Currently, the biggest risk of using AI in mediation is the possibility that it will introduce errors into the process. Many of us have seen comical (and sometimes frightening) news stories of chatbots behaving bizarrely, as when ChatGPT produced strange “hallucinations” in response to simple questions, unsettled a New York Times reporter with creepy declarations of love, and produced inedible Thanksgiving recipes.

With chatbots in their infancy, the risk that they will deliver inaccurate or even harmful mediation advice is real. “We have all heard about lawyers using chat-based tools to augment their writings and including ‘hallucinations’ such as made-up case citations,” writes Christopher K. Poole, CEO of alternative dispute resolution provider JAMS. When unchecked by human mediators, AI mediation risks running afoul of laws and ethical standards.

In addition, generative AI is ill-equipped to help parties cope with the strong emotions that often come up during mediation. “Mediators’ skill in managing emotions such as anger, frustration, and fear—which may be fueling the conflict—is central to the dispute resolution process, and mediators create an environment where participants can express their emotions in constructive ways,” writes Joseph Panetta for Bloomberg Law.

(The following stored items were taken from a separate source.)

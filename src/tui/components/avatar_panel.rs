//! # Avatar Panel
//!
//! Side panel for editing the avatar. Toggled with Ctrl+A.
//!
//! Follows the persistent state + transient wrapper pattern:
//! - `AvatarPanelState` lives in `TuiState` while the panel is open
//! - `AvatarPanel` is created each frame with borrowed state
//!
//! The panel never edits the avatar itself. It emits [`AvatarEvent`]s that
//! the event loop turns into reducer actions.

use ratatui::Frame;
use ratatui::layout::{Constraint, Layout, Rect};
use ratatui::style::{Color, Modifier, Style};
use ratatui::text::{Line, Span};
use ratatui::widgets::{Block, Borders, List, ListItem, ListState, Padding, Paragraph, Wrap};

use crate::core::avatar::{AvatarConfig, AvatarField};
use crate::tui::component::{Component, EventHandler};
use crate::tui::event::TuiEvent;

pub struct AvatarPanelState {
    pub selected: AvatarField,
    list_state: ListState,
}

impl Default for AvatarPanelState {
    fn default() -> Self {
        Self::new()
    }
}

impl AvatarPanelState {
    pub fn new() -> Self {
        Self {
            selected: AvatarField::ALL[0],
            list_state: ListState::default().with_selected(Some(0)),
        }
    }

    fn select(&mut self, field: AvatarField) {
        self.selected = field;
        let index = AvatarField::ALL.iter().position(|f| *f == field);
        self.list_state.select(index);
    }
}

#[derive(Debug, Clone, PartialEq, Eq)]
pub enum AvatarEvent {
    Cycle { field: AvatarField, forward: bool },
    Randomize,
    Save,
    Close,
}

impl EventHandler for AvatarPanelState {
    type Event = AvatarEvent;

    fn handle_event(&mut self, event: &TuiEvent) -> Option<Self::Event> {
        match event {
            TuiEvent::CursorUp | TuiEvent::BackTab => {
                self.select(self.selected.prev());
                None
            }
            TuiEvent::CursorDown | TuiEvent::Tab => {
                self.select(self.selected.next());
                None
            }
            TuiEvent::CursorLeft => Some(AvatarEvent::Cycle {
                field: self.selected,
                forward: false,
            }),
            TuiEvent::CursorRight | TuiEvent::Submit => Some(AvatarEvent::Cycle {
                field: self.selected,
                forward: true,
            }),
            TuiEvent::InputChar('r' | 'R') => Some(AvatarEvent::Randomize),
            TuiEvent::InputChar('s' | 'S') => Some(AvatarEvent::Save),
            TuiEvent::Escape => Some(AvatarEvent::Close),
            _ => None,
        }
    }
}

pub struct AvatarPanel<'a> {
    state: &'a mut AvatarPanelState,
    avatar: &'a AvatarConfig,
    dirty: bool,
}

impl<'a> AvatarPanel<'a> {
    pub fn new(state: &'a mut AvatarPanelState, avatar: &'a AvatarConfig, dirty: bool) -> Self {
        Self {
            state,
            avatar,
            dirty,
        }
    }
}

impl<'a> Component for AvatarPanel<'a> {
    fn render(&mut self, frame: &mut Frame, area: Rect) {
        let title = if self.dirty { " Avatar * " } else { " Avatar " };
        let block = Block::default()
            .borders(Borders::ALL)
            .border_style(Style::default().fg(Color::DarkGray))
            .title(title)
            .title_bottom(Line::from(" ←→ change  r random  s save ").centered())
            .padding(Padding::horizontal(1));
        let inner = block.inner(area);
        frame.render_widget(block, area);

        let [list_area, summary_area] =
            Layout::vertical([Constraint::Length(AvatarField::ALL.len() as u16 + 1), Constraint::Min(0)])
                .areas(inner);

        let label_width = AvatarField::ALL
            .iter()
            .map(|f| f.label().len())
            .max()
            .unwrap_or(0);

        let items: Vec<ListItem> = AvatarField::ALL
            .iter()
            .map(|field| {
                let style = if *field == self.state.selected {
                    Style::default()
                        .fg(Color::White)
                        .add_modifier(Modifier::BOLD | Modifier::REVERSED)
                } else {
                    Style::default().fg(Color::Gray)
                };
                ListItem::new(Line::from(vec![
                    Span::styled(format!("{:<label_width$}  ", field.label()), style),
                    Span::styled(self.avatar.get(*field), style.fg(Color::Cyan)),
                ]))
            })
            .collect();
        frame.render_stateful_widget(List::new(items), list_area, &mut self.state.list_state);

        let summary = Paragraph::new(self.avatar.describe())
            .style(Style::default().fg(Color::DarkGray))
            .wrap(Wrap { trim: true });
        frame.render_widget(summary, summary_area);
    }
}

#[cfg(test)]
mod tests {
    use super::*;
    use ratatui::Terminal;
    use ratatui::backend::TestBackend;

    fn rendered(state: &mut AvatarPanelState, avatar: &AvatarConfig, dirty: bool) -> String {
        let backend = TestBackend::new(36, 16);
        let mut terminal = Terminal::new(backend).unwrap();
        terminal
            .draw(|f| AvatarPanel::new(state, avatar, dirty).render(f, f.area()))
            .unwrap();
        terminal
            .backend()
            .buffer()
            .content()
            .iter()
            .map(|c| c.symbol())
            .collect()
    }

    #[test]
    fn test_navigation_wraps() {
        let mut state = AvatarPanelState::new();
        assert_eq!(state.selected, AvatarField::SkinTone);
        assert_eq!(state.handle_event(&TuiEvent::CursorUp), None);
        assert_eq!(state.selected, AvatarField::Accessory);
        state.handle_event(&TuiEvent::Tab);
        assert_eq!(state.selected, AvatarField::SkinTone);
        state.handle_event(&TuiEvent::CursorDown);
        assert_eq!(state.selected, AvatarField::HairStyle);
    }

    #[test]
    fn test_keys_map_to_events() {
        let mut state = AvatarPanelState::new();
        state.handle_event(&TuiEvent::CursorDown);
        assert_eq!(
            state.handle_event(&TuiEvent::CursorLeft),
            Some(AvatarEvent::Cycle {
                field: AvatarField::HairStyle,
                forward: false
            })
        );
        assert_eq!(
            state.handle_event(&TuiEvent::CursorRight),
            Some(AvatarEvent::Cycle {
                field: AvatarField::HairStyle,
                forward: true
            })
        );
        assert_eq!(
            state.handle_event(&TuiEvent::InputChar('r')),
            Some(AvatarEvent::Randomize)
        );
        assert_eq!(
            state.handle_event(&TuiEvent::InputChar('s')),
            Some(AvatarEvent::Save)
        );
        assert_eq!(state.handle_event(&TuiEvent::Escape), Some(AvatarEvent::Close));
        assert_eq!(state.handle_event(&TuiEvent::InputChar('x')), None);
    }

    #[test]
    fn test_renders_every_field() {
        let mut state = AvatarPanelState::new();
        let avatar = AvatarConfig::default();
        let text = rendered(&mut state, &avatar, false);
        for field in AvatarField::ALL {
            assert!(text.contains(field.label()), "missing {}", field.label());
        }
        assert!(text.contains("oval"));
        assert!(!text.contains("Avatar *"));
    }

    #[test]
    fn test_dirty_marker() {
        let mut state = AvatarPanelState::new();
        let text = rendered(&mut state, &AvatarConfig::default(), true);
        assert!(text.contains("Avatar *"));
    }
}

For these and other reasons, when designing mediation software NextLevel, mediator Robert Bergman and his team concluded that chatbots such as ChatGPT should not be entrusted with making decisions in mediation but could serve as an effective assistant, “complementing and augmenting the mediator’s capabilities.” Most current forms of AI mediation similarly assist trained mediators rather than substituting for them.

Benefits of AI Mediation

Disputes often involve large volumes of data, which AI can quickly sift through and analyze. “Generative AI tools, trained on vast data sets, have exceptional capacity for natural language processing, allowing them to rapidly search, compare, summarize, and extract insights from large volumes of text, images, and data,” according to the American Arbitration Association.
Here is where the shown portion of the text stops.